When you reach the line containing "threshold, polled faster" in the data below, begin returning lines exactly as written, and stop once the line containing "pub fn is_due(&self, now: Instant)" has been returned.
Start of PROVIDED RECORDS
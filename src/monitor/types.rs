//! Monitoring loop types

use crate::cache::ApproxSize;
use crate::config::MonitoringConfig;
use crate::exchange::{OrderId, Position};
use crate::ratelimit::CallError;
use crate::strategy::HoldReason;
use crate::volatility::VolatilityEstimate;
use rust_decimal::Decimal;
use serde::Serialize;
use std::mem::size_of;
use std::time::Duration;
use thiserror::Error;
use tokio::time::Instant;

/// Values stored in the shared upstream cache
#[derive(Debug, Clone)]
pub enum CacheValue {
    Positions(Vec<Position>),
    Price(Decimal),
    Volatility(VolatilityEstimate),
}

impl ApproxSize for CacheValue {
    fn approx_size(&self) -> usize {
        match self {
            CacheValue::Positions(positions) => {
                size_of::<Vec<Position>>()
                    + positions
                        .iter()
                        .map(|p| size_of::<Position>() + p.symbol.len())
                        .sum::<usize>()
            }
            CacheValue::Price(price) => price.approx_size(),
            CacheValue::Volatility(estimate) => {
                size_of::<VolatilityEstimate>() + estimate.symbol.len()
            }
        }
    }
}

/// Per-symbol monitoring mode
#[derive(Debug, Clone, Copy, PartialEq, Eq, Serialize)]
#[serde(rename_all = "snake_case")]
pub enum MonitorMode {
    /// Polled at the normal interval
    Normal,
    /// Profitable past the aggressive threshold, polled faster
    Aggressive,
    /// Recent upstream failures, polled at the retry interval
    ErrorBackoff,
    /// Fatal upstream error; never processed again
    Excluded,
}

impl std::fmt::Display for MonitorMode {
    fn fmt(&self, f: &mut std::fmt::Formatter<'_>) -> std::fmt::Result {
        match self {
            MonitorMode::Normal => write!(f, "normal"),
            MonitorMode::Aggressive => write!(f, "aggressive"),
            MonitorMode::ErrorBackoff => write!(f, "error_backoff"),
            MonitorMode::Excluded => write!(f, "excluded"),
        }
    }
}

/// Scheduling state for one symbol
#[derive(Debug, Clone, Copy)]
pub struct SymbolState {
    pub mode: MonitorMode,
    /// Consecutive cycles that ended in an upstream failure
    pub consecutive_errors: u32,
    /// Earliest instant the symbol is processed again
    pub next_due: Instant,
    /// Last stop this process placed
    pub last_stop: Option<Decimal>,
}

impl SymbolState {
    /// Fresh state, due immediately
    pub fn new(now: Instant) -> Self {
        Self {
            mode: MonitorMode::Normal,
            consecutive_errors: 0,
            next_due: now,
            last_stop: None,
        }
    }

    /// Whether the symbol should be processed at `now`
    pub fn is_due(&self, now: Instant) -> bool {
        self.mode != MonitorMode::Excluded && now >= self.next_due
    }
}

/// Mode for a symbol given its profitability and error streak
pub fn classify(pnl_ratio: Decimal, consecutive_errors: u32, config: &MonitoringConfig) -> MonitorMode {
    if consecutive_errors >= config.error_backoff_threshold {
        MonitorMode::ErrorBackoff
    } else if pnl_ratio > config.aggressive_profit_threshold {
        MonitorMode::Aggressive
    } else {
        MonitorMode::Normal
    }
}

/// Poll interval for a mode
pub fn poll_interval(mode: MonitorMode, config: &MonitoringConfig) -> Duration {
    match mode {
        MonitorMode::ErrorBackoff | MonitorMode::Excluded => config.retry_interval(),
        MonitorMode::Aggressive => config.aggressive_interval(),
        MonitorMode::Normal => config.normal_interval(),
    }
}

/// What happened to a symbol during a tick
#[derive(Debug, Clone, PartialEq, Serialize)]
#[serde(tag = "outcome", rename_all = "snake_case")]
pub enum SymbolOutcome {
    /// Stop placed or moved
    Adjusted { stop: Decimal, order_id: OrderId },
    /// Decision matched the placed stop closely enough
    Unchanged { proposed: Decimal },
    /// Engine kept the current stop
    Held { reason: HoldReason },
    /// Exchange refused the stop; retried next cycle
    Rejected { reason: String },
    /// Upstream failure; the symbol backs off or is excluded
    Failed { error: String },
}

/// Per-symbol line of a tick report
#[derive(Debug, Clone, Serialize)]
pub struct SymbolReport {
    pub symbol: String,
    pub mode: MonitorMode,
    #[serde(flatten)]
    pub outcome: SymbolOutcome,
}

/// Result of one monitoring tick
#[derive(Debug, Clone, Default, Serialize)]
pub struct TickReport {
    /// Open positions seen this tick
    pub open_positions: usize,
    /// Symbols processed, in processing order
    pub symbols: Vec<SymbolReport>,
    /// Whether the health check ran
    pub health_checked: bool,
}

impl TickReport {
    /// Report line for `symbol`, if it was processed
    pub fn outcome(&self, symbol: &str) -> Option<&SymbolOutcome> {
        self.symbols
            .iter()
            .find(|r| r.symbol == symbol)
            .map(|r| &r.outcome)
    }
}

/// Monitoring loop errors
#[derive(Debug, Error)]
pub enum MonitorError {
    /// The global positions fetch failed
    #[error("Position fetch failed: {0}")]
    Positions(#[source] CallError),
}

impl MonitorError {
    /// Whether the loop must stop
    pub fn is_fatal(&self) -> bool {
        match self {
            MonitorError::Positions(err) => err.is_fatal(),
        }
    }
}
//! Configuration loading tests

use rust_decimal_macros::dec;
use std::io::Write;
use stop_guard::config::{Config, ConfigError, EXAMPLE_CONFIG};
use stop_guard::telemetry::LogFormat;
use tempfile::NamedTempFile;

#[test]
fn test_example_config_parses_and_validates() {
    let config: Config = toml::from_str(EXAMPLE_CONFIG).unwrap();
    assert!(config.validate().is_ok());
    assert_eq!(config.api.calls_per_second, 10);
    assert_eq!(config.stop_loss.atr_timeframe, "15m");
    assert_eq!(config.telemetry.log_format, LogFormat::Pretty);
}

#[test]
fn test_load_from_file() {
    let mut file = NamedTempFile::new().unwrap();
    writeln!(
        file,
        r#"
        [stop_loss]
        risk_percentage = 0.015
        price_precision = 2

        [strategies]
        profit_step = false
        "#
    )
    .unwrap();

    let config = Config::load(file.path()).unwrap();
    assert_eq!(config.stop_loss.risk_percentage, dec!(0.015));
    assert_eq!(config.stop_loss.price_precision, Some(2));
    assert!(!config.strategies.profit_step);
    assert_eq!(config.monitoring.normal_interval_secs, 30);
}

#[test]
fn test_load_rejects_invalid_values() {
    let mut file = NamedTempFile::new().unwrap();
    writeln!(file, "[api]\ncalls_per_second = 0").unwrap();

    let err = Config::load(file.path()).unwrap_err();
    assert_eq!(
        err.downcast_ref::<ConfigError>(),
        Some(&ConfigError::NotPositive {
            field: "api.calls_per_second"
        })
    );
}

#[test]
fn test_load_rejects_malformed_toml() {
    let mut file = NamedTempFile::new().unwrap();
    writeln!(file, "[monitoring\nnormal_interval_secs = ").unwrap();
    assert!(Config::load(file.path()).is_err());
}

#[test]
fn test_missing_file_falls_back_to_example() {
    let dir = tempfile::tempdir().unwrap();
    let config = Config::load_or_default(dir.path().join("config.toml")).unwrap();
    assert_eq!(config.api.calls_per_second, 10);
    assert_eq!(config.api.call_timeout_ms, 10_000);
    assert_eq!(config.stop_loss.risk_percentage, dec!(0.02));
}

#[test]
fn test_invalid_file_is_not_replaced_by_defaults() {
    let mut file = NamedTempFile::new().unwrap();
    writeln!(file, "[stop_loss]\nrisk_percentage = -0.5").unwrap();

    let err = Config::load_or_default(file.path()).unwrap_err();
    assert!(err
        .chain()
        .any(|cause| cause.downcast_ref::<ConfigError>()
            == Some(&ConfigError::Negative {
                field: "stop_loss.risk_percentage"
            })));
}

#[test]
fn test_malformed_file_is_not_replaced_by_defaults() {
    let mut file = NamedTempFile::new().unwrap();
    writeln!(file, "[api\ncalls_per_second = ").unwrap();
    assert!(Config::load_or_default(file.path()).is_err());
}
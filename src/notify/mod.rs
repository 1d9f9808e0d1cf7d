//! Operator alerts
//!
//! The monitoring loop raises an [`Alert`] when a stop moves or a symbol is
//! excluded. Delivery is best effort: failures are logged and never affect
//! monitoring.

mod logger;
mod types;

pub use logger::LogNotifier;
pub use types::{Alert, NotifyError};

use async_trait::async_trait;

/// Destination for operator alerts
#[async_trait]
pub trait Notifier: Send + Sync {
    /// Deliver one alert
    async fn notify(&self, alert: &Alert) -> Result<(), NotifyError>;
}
End of PROVIDED RECORDS
- _TASK SOLUTION_:
    /// Profitable past the aggressive threshold, polled faster
    Aggressive,
    /// Recent upstream failures, polled at the retry interval
    ErrorBackoff,
    /// Fatal upstream error; never processed again
    Excluded,
}

impl std::fmt::Display for MonitorMode {
    fn fmt(&self, f: &mut std::fmt::Formatter<'_>) -> std::fmt::Result {
        match self {
            MonitorMode::Normal => write!(f, "normal"),
            MonitorMode::Aggressive => write!(f, "aggressive"),
            MonitorMode::ErrorBackoff => write!(f, "error_backoff"),
            MonitorMode::Excluded => write!(f, "excluded"),
        }
    }
}

/// Scheduling state for one symbol
#[derive(Debug, Clone, Copy)]
pub struct SymbolState {
    pub mode: MonitorMode,
    /// Consecutive cycles that ended in an upstream failure
    pub consecutive_errors: u32,
    /// Earliest instant the symbol is processed again
    pub next_due: Instant,
    /// Last stop this process placed
    pub last_stop: Option<Decimal>,
}

impl SymbolState {
    /// Fresh state, due immediately
    pub fn new(now: Instant) -> Self {
        Self {
            mode: MonitorMode::Normal,
            consecutive_errors: 0,
            next_due: now,
            last_stop: None,
        }
    }

    /// Whether the symbol should be processed at `now`
    pub fn is_due(&self, now: Instant) -> bool {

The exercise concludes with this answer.